───── DATA SUPPLIED

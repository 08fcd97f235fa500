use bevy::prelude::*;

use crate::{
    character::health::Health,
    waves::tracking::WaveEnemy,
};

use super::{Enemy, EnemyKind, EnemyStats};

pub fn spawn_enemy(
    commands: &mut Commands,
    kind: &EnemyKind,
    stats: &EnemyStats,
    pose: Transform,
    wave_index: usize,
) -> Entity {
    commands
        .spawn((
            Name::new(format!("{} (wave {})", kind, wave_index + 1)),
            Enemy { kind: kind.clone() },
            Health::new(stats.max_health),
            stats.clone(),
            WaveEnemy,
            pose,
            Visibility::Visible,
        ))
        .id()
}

──────────
───── DATA SUPPLIED

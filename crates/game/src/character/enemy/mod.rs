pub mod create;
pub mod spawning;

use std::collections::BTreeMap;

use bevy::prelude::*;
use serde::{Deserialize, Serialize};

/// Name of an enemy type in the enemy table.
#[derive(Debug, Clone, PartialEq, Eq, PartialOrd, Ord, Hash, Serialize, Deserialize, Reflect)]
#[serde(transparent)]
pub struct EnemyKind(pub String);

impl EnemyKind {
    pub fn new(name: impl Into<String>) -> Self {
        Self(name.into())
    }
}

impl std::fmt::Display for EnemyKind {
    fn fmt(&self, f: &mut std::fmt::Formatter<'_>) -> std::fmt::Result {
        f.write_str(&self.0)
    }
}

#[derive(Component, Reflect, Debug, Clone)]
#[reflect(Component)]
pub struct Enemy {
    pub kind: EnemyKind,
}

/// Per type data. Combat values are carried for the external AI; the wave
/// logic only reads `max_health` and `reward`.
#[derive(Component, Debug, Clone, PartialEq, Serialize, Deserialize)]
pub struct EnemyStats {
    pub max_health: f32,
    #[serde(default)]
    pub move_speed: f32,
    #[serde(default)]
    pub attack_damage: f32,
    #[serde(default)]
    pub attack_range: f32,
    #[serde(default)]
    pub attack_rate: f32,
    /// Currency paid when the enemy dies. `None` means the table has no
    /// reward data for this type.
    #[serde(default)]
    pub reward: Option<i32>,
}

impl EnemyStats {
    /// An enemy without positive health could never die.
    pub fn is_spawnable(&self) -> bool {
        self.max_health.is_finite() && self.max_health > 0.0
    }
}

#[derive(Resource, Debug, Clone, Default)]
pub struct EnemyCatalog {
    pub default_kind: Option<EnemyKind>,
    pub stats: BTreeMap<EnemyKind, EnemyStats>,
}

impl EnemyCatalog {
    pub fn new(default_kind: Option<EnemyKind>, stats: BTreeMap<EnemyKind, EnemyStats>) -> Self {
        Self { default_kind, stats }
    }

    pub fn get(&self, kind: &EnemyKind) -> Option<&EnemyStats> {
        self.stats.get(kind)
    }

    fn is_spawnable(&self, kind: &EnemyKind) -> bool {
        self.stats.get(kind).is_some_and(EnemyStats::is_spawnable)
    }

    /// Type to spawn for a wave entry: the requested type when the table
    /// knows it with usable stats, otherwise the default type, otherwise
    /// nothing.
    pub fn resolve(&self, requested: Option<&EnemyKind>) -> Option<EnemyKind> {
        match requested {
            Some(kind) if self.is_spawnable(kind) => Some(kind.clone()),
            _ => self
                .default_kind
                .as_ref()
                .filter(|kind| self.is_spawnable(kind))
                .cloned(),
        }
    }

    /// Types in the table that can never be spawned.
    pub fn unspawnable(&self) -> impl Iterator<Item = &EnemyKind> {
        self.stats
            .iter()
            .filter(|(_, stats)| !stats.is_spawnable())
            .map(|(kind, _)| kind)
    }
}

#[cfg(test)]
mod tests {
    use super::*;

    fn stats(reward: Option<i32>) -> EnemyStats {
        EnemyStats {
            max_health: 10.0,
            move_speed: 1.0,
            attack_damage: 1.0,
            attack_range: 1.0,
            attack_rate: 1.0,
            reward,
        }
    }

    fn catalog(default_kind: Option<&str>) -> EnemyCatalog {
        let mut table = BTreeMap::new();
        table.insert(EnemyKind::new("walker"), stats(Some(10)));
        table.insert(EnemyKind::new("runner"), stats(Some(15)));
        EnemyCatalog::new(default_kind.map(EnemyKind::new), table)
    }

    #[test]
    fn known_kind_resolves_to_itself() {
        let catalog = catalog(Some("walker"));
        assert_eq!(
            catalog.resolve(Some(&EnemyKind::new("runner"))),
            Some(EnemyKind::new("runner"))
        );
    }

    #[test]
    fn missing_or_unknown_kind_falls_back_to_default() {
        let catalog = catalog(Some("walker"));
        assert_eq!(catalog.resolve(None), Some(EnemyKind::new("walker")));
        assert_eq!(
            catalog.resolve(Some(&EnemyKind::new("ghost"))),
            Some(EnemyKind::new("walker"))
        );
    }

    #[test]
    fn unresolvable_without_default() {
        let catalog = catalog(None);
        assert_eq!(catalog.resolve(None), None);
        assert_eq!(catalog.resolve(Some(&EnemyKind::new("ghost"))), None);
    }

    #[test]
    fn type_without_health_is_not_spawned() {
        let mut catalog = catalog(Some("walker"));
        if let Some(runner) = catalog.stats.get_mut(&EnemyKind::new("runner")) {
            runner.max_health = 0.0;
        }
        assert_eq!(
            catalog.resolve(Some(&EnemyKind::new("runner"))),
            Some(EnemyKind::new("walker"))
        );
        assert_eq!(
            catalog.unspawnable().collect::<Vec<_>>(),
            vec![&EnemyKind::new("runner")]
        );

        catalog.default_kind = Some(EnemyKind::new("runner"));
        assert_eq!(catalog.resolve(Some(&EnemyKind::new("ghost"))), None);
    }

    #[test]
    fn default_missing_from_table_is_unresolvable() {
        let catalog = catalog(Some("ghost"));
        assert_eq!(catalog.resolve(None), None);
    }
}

──────────

**ASSIGNMENT**:
Take every line from the listing above that includes the word "struct" and copy it.

**EXERCISE RESULT**:
pub struct EnemyKind(pub String);
pub struct Enemy {
pub struct EnemyStats {
pub struct EnemyCatalog {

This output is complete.